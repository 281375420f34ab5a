use crate::channel::use_controller;
use crate::state::ChatRoom;
use crate::util::input_value;
use yew::prelude::*;

#[function_component]
pub fn ChatView() -> Html {
    let chat = use_controller(ChatRoom::new);
    let draft = use_state(String::new);

    let on_input = {
        let draft = draft.clone();
        Callback::from(move |e: InputEvent| draft.set(input_value(&e)))
    };
    let send = {
        let chat = chat.clone();
        let draft = draft.clone();
        Callback::from(move |_: ()| {
            chat.act(|c| c.send(&draft));
            draft.set(String::new());
        })
    };
    let on_key = {
        let send = send.clone();
        Callback::from(move |e: KeyboardEvent| {
            if e.key() == "Enter" {
                send.emit(());
            }
        })
    };
    let on_click = Callback::from(move |_: MouseEvent| send.emit(()));

    let c = chat.borrow();
    html! {
        <div style="display:flex; flex-direction:column; gap:12px; padding:16px; max-width:520px;">
            <h2 style="margin:0;">{"Chat"}</h2>
            <div style="display:flex; flex-direction:column; gap:6px; min-height:240px; border:1px solid #30363d; border-radius:8px; padding:8px;">
                { for c.rows().into_iter().map(|row| {
                    let align = if row.mine { "flex-end" } else { "flex-start" };
                    let bg = if row.mine { "#1f6feb" } else { "#21262d" };
                    html! {
                        <div style={format!("align-self:{align}; background:{bg}; border-radius:8px; padding:4px 10px; max-width:75%;")}>
                            <span>{ row.text }</span>
                            <span style="margin-left:8px; font-size:11px; color:#8b949e;">{ row.time }</span>
                        </div>
                    }
                }) }
            </div>
            <div style="display:flex; gap:8px;">
                <input
                    value={(*draft).clone()}
                    oninput={on_input}
                    onkeydown={on_key}
                    disabled={c.identities().is_none()}
                    style="flex:1;"
                />
                <button onclick={on_click}>{"Send"}</button>
            </div>
        </div>
    }
}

────────

Return each line of the data where the word "ChatRoom" appears.

**RESPONSE AREA**
use crate::state::ChatRoom;
    let chat = use_controller(ChatRoom::new);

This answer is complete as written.